Nonetheless, when I read D.C. Circuit opinions, I confess that I still think of the judges who joined the Court after I left as the “new” judges. But they aren’t all that new anymore. Judge Srinivasan joined the Court in 2013 — that’s six years. So did Judges Millett and Pillard. And Judge Wilkins joined in early 2014. Even Judge Katsas isn’t that new. He’s been a judge for over a year. Well, at least Judge Rao is still new.*

This week is a good example of the “new” judges in action. Consider CREW v. FEC. I first discussed this case about a year ago. A quick summary: The FEC deadlocked, and that “deadlock meant that the Commission could not proceed: under FECA, the Commission may pursue enforcement only upon an affirmative vote of 4 of its members.” Three of the Commissioners justified their decision on the ground of prosecutorial discretion. The D.C. Circuit majority (Judge Randolph, joined by Judge Kavanaugh) concluded that decision was not reviewable.

Judge Pillard — one of the “new” judges — dissented. Afterwards, CREW petitioned for rehearing en banc. This week, the Court denied that petition, with Judge Griffith writing a concurrence. Pillard dissented again. And this is how she began her (lenthy) dissent:

When I first read the dissent, I was surprised to see a junior judge, acting solo, take on the en banc court. That doesn’t happen very often. But then I remembered something: She isn’t a junior judge!

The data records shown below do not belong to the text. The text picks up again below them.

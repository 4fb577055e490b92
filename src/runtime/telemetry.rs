//! Tracing subscriber setup for embedders and tests

use tracing::Level;
use tracing_subscriber::EnvFilter;

/// Install a formatting subscriber filtered by `RUST_LOG`
///
/// The default level is `info`, or `debug` when `debug` is set. Returns
/// `false` if a global subscriber was already installed.
pub fn init_tracing(debug: bool) -> bool {
    let level = if debug { Level::DEBUG } else { Level::INFO };
    tracing_subscriber::fmt()
        .with_env_filter(EnvFilter::from_default_env().add_directive(level.into()))
        .try_init()
        .is_ok()
}
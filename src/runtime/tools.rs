//! Tool registry: named, schema-validated callable actions
//!
//! Behaviors reach tools through the `function` action: the actor's attached
//! function names a registered tool. Parameters may be declared loosely
//! (`{"title": "string", "limit": {"type": "integer", "optional": true}}`)
//! and are normalized into a JSON object schema at registration time.

use parking_lot::RwLock;
use serde::{Deserialize, Serialize};
use serde_json::{Map, Value, json};
use std::collections::HashMap;
use std::sync::Arc;
use tracing::{debug, info, warn};

use super::error::{ConfigError, ConfigResult, ToolError, ToolResult};
use super::ids::ActorId;
use super::schema::{JsonSchema, SchemaValidator};

/// What a tool sees of the calling actor
#[derive(Debug, Clone, PartialEq)]
pub struct ActorView {
    /// Calling actor
    pub id: ActorId,
    /// Caller's context as of the start of the call (staged patches included)
    pub context: Value,
}

/// Executable half of a tool
pub trait ToolFunction: Send + Sync {
    /// Run the tool; the payload has already passed schema validation
    fn execute(&self, actor: &ActorView, payload: &Value) -> ToolResult<Value>;
}

impl<F> ToolFunction for F
where
    F: Fn(&ActorView, &Value) -> ToolResult<Value> + Send + Sync,
{
    fn execute(&self, actor: &ActorView, payload: &Value) -> ToolResult<Value> {
        self(actor, payload)
    }
}

/// Declarative half of a tool
#[derive(Debug, Clone, PartialEq, Serialize, Deserialize)]
pub struct ToolDefinition {
    /// Tool name
    pub name: String,
    /// Human readable description
    #[serde(default)]
    pub description: String,
    /// Normalized JSON object schema for the payload
    pub parameters: Value,
}

impl ToolDefinition {
    /// Build a definition from a loose or already-normalized parameter declaration
    pub fn new(
        name: impl Into<String>,
        description: impl Into<String>,
        parameters: &Value,
    ) -> ConfigResult<Self> {
        let name = name.into();
        let parameters = normalize_parameters(&name, parameters)?;
        Ok(Self {
            name,
            description: description.into(),
            parameters,
        })
    }

    /// Names of the required parameters
    pub fn required(&self) -> Vec<&str> {
        self.parameters
            .get("required")
            .and_then(Value::as_array)
            .map(|list| list.iter().filter_map(Value::as_str).collect())
            .unwrap_or_default()
    }
}

/// Turn a parameter declaration into `{type: object, properties, required}`
pub fn normalize_parameters(tool: &str, declared: &Value) -> ConfigResult<Value> {
    let invalid = |reason: String| ConfigError::InvalidAction {
        tag: "function",
        reason: format!("tool '{}': {}", tool, reason),
    };

    let declared = match declared {
        Value::Null => return Ok(json!({ "type": "object", "properties": {}, "required": [] })),
        Value::Object(map) => map,
        other => return Err(invalid(format!("parameters must be an object, found {}", other))),
    };

    if declared.contains_key("properties") || declared.get("type") == Some(&json!("object")) {
        let mut schema = declared.clone();
        schema.insert("type".into(), json!("object"));
        schema.entry("properties").or_insert_with(|| json!({}));
        schema.entry("required").or_insert_with(|| json!([]));
        return Ok(Value::Object(schema));
    }

    let mut properties = Map::new();
    let mut required = Vec::new();
    for (param, spec) in declared {
        let (property, is_required) = match spec {
            Value::String(type_name) => (json!({ "type": type_name }), true),
            Value::Object(spec) => {
                let mut property = spec.clone();
                let optional = property
                    .remove("optional")
                    .map(|flag| flag == Value::Bool(true))
                    .unwrap_or(false);
                let is_required = !optional && !property.contains_key("default");
                (Value::Object(property), is_required)
            }
            other => {
                return Err(invalid(format!(
                    "parameter '{}' must be a type name or object, found {}",
                    param, other
                )));
            }
        };
        if is_required {
            required.push(Value::String(param.clone()));
        }
        properties.insert(param.clone(), property);
    }

    Ok(json!({
        "type": "object",
        "properties": properties,
        "required": required,
    }))
}

/// Registry statistics
#[derive(Debug, Clone, Default, PartialEq, Eq)]
pub struct RegistryStats {
    /// Total tool executions
    pub total_executions: u64,
    /// Successful executions
    pub successful_executions: u64,
    /// Executions rejected by schema validation
    pub rejected_executions: u64,
    /// Failed executions
    pub failed_executions: u64,
}

#[derive(Clone)]
struct RegisteredTool {
    definition: ToolDefinition,
    function: Arc<dyn ToolFunction>,
}

/// Registry of named tools
pub struct ToolRegistry {
    tools: RwLock<HashMap<String, RegisteredTool>>,
    validator: Arc<dyn SchemaValidator>,
    stats: RwLock<RegistryStats>,
}

impl Default for ToolRegistry {
    fn default() -> Self {
        Self::new()
    }
}

impl ToolRegistry {
    /// Create an empty registry using the built-in schema validator
    pub fn new() -> Self {
        Self::with_validator(Arc::new(JsonSchema))
    }

    /// Create an empty registry using a custom schema validator
    pub fn with_validator(validator: Arc<dyn SchemaValidator>) -> Self {
        Self {
            tools: RwLock::new(HashMap::new()),
            validator,
            stats: RwLock::new(RegistryStats::default()),
        }
    }

    /// Register (or replace) a tool under its definition's name
    pub fn register_tool<F>(&self, definition: ToolDefinition, function: F)
    where
        F: ToolFunction + 'static,
    {
        let name = definition.name.clone();
        let previous = self.tools.write().insert(
            name.clone(),
            RegisteredTool {
                definition,
                function: Arc::new(function),
            },
        );
        if previous.is_some() {
            warn!(tool = %name, "Replacing registered tool");
        } else {
            info!(tool = %name, "Registering tool");
        }
    }

    /// Register a closure as a tool
    pub fn register_fn<F>(&self, definition: ToolDefinition, function: F)
    where
        F: Fn(&ActorView, &Value) -> ToolResult<Value> + Send + Sync + 'static,
    {
        self.register_tool(definition, function);
    }

    /// Remove a tool
    pub fn unregister(&self, name: &str) -> ToolResult<()> {
        self.tools
            .write()
            .remove(name)
            .map(|_| ())
            .ok_or_else(|| ToolError::NotFound {
                name: name.to_string(),
            })
    }

    /// Check if a tool exists
    pub fn contains(&self, name: &str) -> bool {
        self.tools.read().contains_key(name)
    }

    /// Definition of a registered tool
    pub fn definition(&self, name: &str) -> Option<ToolDefinition> {
        self.tools.read().get(name).map(|tool| tool.definition.clone())
    }

    /// List all registered tool names
    pub fn list_names(&self) -> Vec<String> {
        let mut names: Vec<String> = self.tools.read().keys().cloned().collect();
        names.sort();
        names
    }

    /// Execution statistics so far
    pub fn stats(&self) -> RegistryStats {
        self.stats.read().clone()
    }

    /// Validate `payload` and run the tool, returning its raw result
    pub fn execute(&self, name: &str, actor: &ActorView, payload: &Value) -> ToolResult<Value> {
        let tool = self
            .tools
            .read()
            .get(name)
            .cloned()
            .ok_or_else(|| ToolError::NotFound {
                name: name.to_string(),
            })?;

        self.stats.write().total_executions += 1;

        let validation = self
            .validator
            .validate(&tool.definition.parameters, payload);
        if !validation.valid {
            self.stats.write().rejected_executions += 1;
            debug!(tool = %name, errors = ?validation.errors, "Tool payload rejected");
            return Err(ToolError::Validation {
                tool: name.to_string(),
                errors: validation.errors,
            });
        }

        // Registry lock is not held while the tool runs.
        let result = tool.function.execute(actor, payload);
        let mut stats = self.stats.write();
        match &result {
            Ok(_) => stats.successful_executions += 1,
            Err(_) => stats.failed_executions += 1,
        }
        result
    }
}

A similar story could be told about United States v. Bagcho. This is a sentencing appeal. Judge Rogers (joined by Judges Millett and Ginsburg) largely upheld the sentence. Notably, Judge Millett concurred:

Whatever one thinks of the merits of this longstanding issue, the point here is that this concurrence also is not the opinion of a junior judge.

The Court also issued a couple of other decisions. In Haynes v. District of Columbia Water, Judge Griffith (joined by Judges Henderson and Williams) affirmed dismissal of a discrimination claim. The most interesting discussion concerns “Non Compos Mentis.” And in Estate of Klieman v. Palestinian Authority, Judge Williams (joined by Chief Judge Garland and Judge Katsas) held that the rule that “the due process clause of the 5th Amendment bar[s] U.S. courts from exercising jurisdiction over non-sovereign foreign entities without an adequate nexus to the United States” prevented litigation against the Palestinian Authority and Palestinian Liberation Organization for certain acts of oversees terrorism. Obviously, these aren’t “admin law” cases.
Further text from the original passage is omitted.